This is the fifth of several blogs dealing with an email conversation with a gentleman who dissents from the teaching of Humanae Vitae.
My correspondent also took up the issue of masturbation. John, do you think a person will go to hell for all eternity for masturbating? I don’t think so. Masturbation (solitary or mutual) is natural and healthy. After you admit that, and that pederasty is wrong, and that bishops scandalize the faithful through their cover-ups, then you will be bringing the proper theological focus to sexual morality.
I replied as follows:
If solitary masturbation is natural and healthy, then can’t the same be said for mutual masturbation? And isn’t pederasty sometimes a form of mutual masturbation? I agree with you that pederasty is a grave moral evil, but I have a problem seeing how you arrive at that conclusion except as a matter of personal preference. That is, if I have read you correctly, you deny there is a natural moral law, and you deny that the Church and Popes in their ordinary magisterium can teach infallibly about faith and morals. And even if you admit the teaching authority of the Magisterium in some cases, you allow such teaching to be trumped by recourse to “conscience.”
I can easily imagine someone becoming perverted in his thinking by reading the works of the dissenters who make sexual sins seem so progressive. I can imagine such a person thinking that he might be doing a favor to a young person by introducing her or him to the pleasures of sex at an early age. The slogan of one organization is “Sex before eight or it’s too late.” I can imagine someone of that perverted mindset thinking that a little bribery to persuade the young person would be okay, sort of like trying to persuade your children to eat their veggies. Keep in mind that in this perverted thinking, having sex at any age is seen as a good, not an evil. What I have difficulty understanding is how someone who rejects the natural moral law and who rejects Catholic teaching on sexuality arrives at the conclusion that pederasty is a grave moral evil. Perhaps you intuit this despite your rationalizations, and perhaps this is one more indication that there does exist a natural moral law built into our human nature. Which is not to say that people cannot learn to override its promptings.

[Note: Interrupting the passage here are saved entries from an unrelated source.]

#[cfg(test)]
mod tests {
    use super::*;
    use crate::error::SdkError;
    use meili_core::application::decode_tenant_token;
    use meili_core::domain::{DomainError, SearchRule, TaskStatus};
    use meili_core::port::transport::mocks::RecordingTransport;
    use meili_core::port::{FixedTimeProvider, TransportError};
    use serde_json::json;
    use std::time::Duration;

    fn client_with(transport: &Arc<RecordingTransport>) -> Client {
        Client::with_transport(
            ClientConfig::new("http://localhost:7700").with_api_key("masterKey"),
            transport.clone(),
        )
    }

    fn task_info(uid: i64, task_type: &str) -> serde_json::Value {
        json!({
            "taskUid": uid,
            "indexUid": null,
            "status": "enqueued",
            "type": task_type,
            "enqueuedAt": "2024-05-01T10:00:00Z"
        })
    }

    fn task(uid: i64, status: &str) -> serde_json::Value {
        json!({
            "uid": uid,
            "indexUid": "movies",
            "status": status,
            "type": "indexCreation",
            "enqueuedAt": "2024-05-01T10:00:00Z"
        })
    }

    fn key_body(uid: &str) -> serde_json::Value {
        json!({
            "uid": uid,
            "key": "d0552b41536279a0ad88bd595327b96f01176a60c2243e906c52ac02375f9bc4",
            "name": "Search key",
            "description": null,
            "actions": ["search"],
            "indexes": ["*"],
            "expiresAt": null,
            "createdAt": "2024-05-01T10:00:00Z",
            "updatedAt": "2024-05-01T10:00:00Z"
        })
    }

    #[test]
    fn test_new_rejects_invalid_config() {
        let result = Client::new(ClientConfig::new(""));
        assert!(matches!(result, Err(SdkError::Config(_))));
    }

    #[tokio::test]
    async fn test_version_and_health() {
        let transport = Arc::new(RecordingTransport::new());
        transport.push_response(
            200,
            json!({"commitSha": "b46889b5", "commitDate": "2024-05-01", "pkgVersion": "1.8.0"}),
        );
        transport.push_response(200, json!({"status": "available"}));
        let client = client_with(&transport);

        assert_eq!(client.version().await.unwrap().pkg_version, "1.8.0");
        assert!(client.is_healthy().await);

        let paths: Vec<String> = transport.requests().into_iter().map(|r| r.path).collect();
        assert_eq!(paths, vec!["/version", "/health"]);
    }

    #[tokio::test]
    async fn test_is_healthy_false_on_error() {
        let transport = Arc::new(RecordingTransport::new());
        transport.push_error(TransportError::Communication("connection refused".into()));
        let client = client_with(&transport);

        assert!(!client.is_healthy().await);
    }

    #[tokio::test]
    async fn test_create_dump() {
        let transport = Arc::new(RecordingTransport::new());
        transport.push_response(202, task_info(12, "dumpCreation"));
        let client = client_with(&transport);

        let info = client.create_dump().await.unwrap();

        assert_eq!(info.task_uid, 12);
        let request = transport.last_request().unwrap();
        assert_eq!(request.method, HttpMethod::Post);
        assert_eq!(request.path, "/dumps");
        assert_eq!(request.body, None);
    }

    #[tokio::test]
    async fn test_key_crud() {
        let uid = "6062abda-a5aa-4414-ac91-ecd7944c0f8d";
        let transport = Arc::new(RecordingTransport::new());
        transport.push_response(201, key_body(uid));
        transport.push_response(200, key_body(uid));
        transport.push_empty(204);
        let client = client_with(&transport);

        let mut create = KeyCreate::new(["search"], ["*"]);
        create.name = Some("Search key".into());
        let key = client.create_key(&create).await.unwrap();
        assert_eq!(key.uid, uid);

        let update = KeyUpdate {
            name: Some("Renamed".into()),
            description: None,
        };
        client.update_key(uid, &update).await.unwrap();
        assert!(client.delete_key(uid).await.unwrap());

        let requests = transport.requests();
        assert_eq!(requests[0].method, HttpMethod::Post);
        assert_eq!(requests[0].body.as_ref().unwrap()["expiresAt"], json!(null));
        assert_eq!(requests[1].method, HttpMethod::Patch);
        assert_eq!(requests[1].path, format!("/keys/{uid}"));
        assert_eq!(requests[1].body, Some(json!({"name": "Renamed"})));
        assert_eq!(requests[2].method, HttpMethod::Delete);
    }

    #[tokio::test]
    async fn test_delete_missing_key_is_api_error() {
        let transport = Arc::new(RecordingTransport::new());
        transport.push_response(
            404,
            json!({
                "message": "API key `nope` not found.",
                "code": "api_key_not_found",
                "type": "invalid_request",
                "link": "https://docs.meilisearch.com/errors#api_key_not_found"
            }),
        );
        let client = client_with(&transport);

        let err = client.delete_key("nope").await.unwrap_err();

        let api = err.api_error().unwrap();
        assert_eq!(api.status, 404);
        assert_eq!(api.code, "api_key_not_found");
    }

    #[tokio::test]
    async fn test_create_index_sends_config() {
        let transport = Arc::new(RecordingTransport::new());
        transport.push_response(202, task_info(1, "indexCreation"));
        let client = client_with(&transport);

        client
            .create_index(&IndexConfig::new("movies").with_primary_key("id"))
            .await
            .unwrap();

        let request = transport.last_request().unwrap();
        assert_eq!(request.path, "/indexes");
        assert_eq!(
            request.body,
            Some(json!({"uid": "movies", "primaryKey": "id"}))
        );
    }

    #[tokio::test(start_paused = true)]
    async fn test_wait_for_task_uses_config_defaults() {
        let transport = Arc::new(RecordingTransport::new());
        transport.push_response(200, task(1, "enqueued"));
        transport.push_response(200, task(1, "processing"));
        transport.push_response(200, task(1, "succeeded"));
        let client = client_with(&transport);

        let task = client.wait_for_task(1, WaitParams::new()).await.unwrap();

        assert_eq!(task.status, TaskStatus::Succeeded);
        assert_eq!(transport.requests().len(), 3);
        assert!(transport.requests().iter().all(|r| r.path == "/tasks/1"));
    }

    #[tokio::test(start_paused = true)]
    async fn test_wait_for_task_timeout_maps_to_sdk_error() {
        let transport = Arc::new(RecordingTransport::new());
        for _ in 0..10 {
            transport.push_response(200, task(2, "processing"));
        }
        let client = client_with(&transport);

        let err = client
            .wait_for_task(
                2,
                WaitParams::new()
                    .with_interval(Duration::from_millis(50))
                    .with_timeout(Duration::from_millis(120)),
            )
            .await
            .unwrap_err();

        assert!(matches!(
            err,
            SdkError::WaitTimeout {
                task_uid: 2,
                last_status: Some(TaskStatus::Processing)
            }
        ));
    }

    #[test]
    fn test_generate_tenant_token_falls_back_to_api_key() {
        let transport = Arc::new(RecordingTransport::new());
        let client = client_with(&transport)
            .with_time_provider(Arc::new(FixedTimeProvider(1_700_000_000_000)));
        let rules = SearchRules::new().with_index("books", SearchRule::filter("user_id = 1"));

        let token = client
            .generate_tenant_token(
                "6062abda-a5aa-4414-ac91-ecd7944c0f8d",
                Some(&rules),
                &TenantTokenOptions::default(),
            )
            .unwrap();

        let claims = decode_tenant_token(&token, "masterKey").unwrap();
        assert_eq!(claims.search_rules, rules);
        assert!(transport.requests().is_empty());
    }

    #[test]
    fn test_generate_tenant_token_without_any_key() {
        let transport = Arc::new(RecordingTransport::new());
        let client = Client::with_transport(ClientConfig::default(), transport);

        let err = client
            .generate_tenant_token(
                "6062abda-a5aa-4414-ac91-ecd7944c0f8d",
                Some(&SearchRules::all_indexes()),
                &TenantTokenOptions::default(),
            )
            .unwrap_err();

        assert!(matches!(
            err,
            SdkError::TenantToken(DomainError::MissingSigningKey)
        ));
    }
}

As for my own thinking about sexual sins, it starts with conviction about what the completed sexual act ought to be in God’s plan for love and sexuality. It ought to be a renewal of the marriage covenant. This is at the heart of marriage and the family. So when sexual sins occur in contradiction to this, acts such as masturbation, marital contraception, fornication, adultery, incest, etc., this is serious matter. The Church also teaches that to incur the guilt of mortal sin, the person must give the matter sufficient reflection and full consent of the will. In today’s world, young people are actually encouraged to masturbate. By the time they are old enough to learn from some source that it is seriously immoral, they may already have built such a habit of compulsive masturbation that they no longer have the psychological freedom necessary to commit mortal sin in this way. I confine myself to trying to transmit the teaching which is liberating, and I leave the judgment of personal culpability up to God.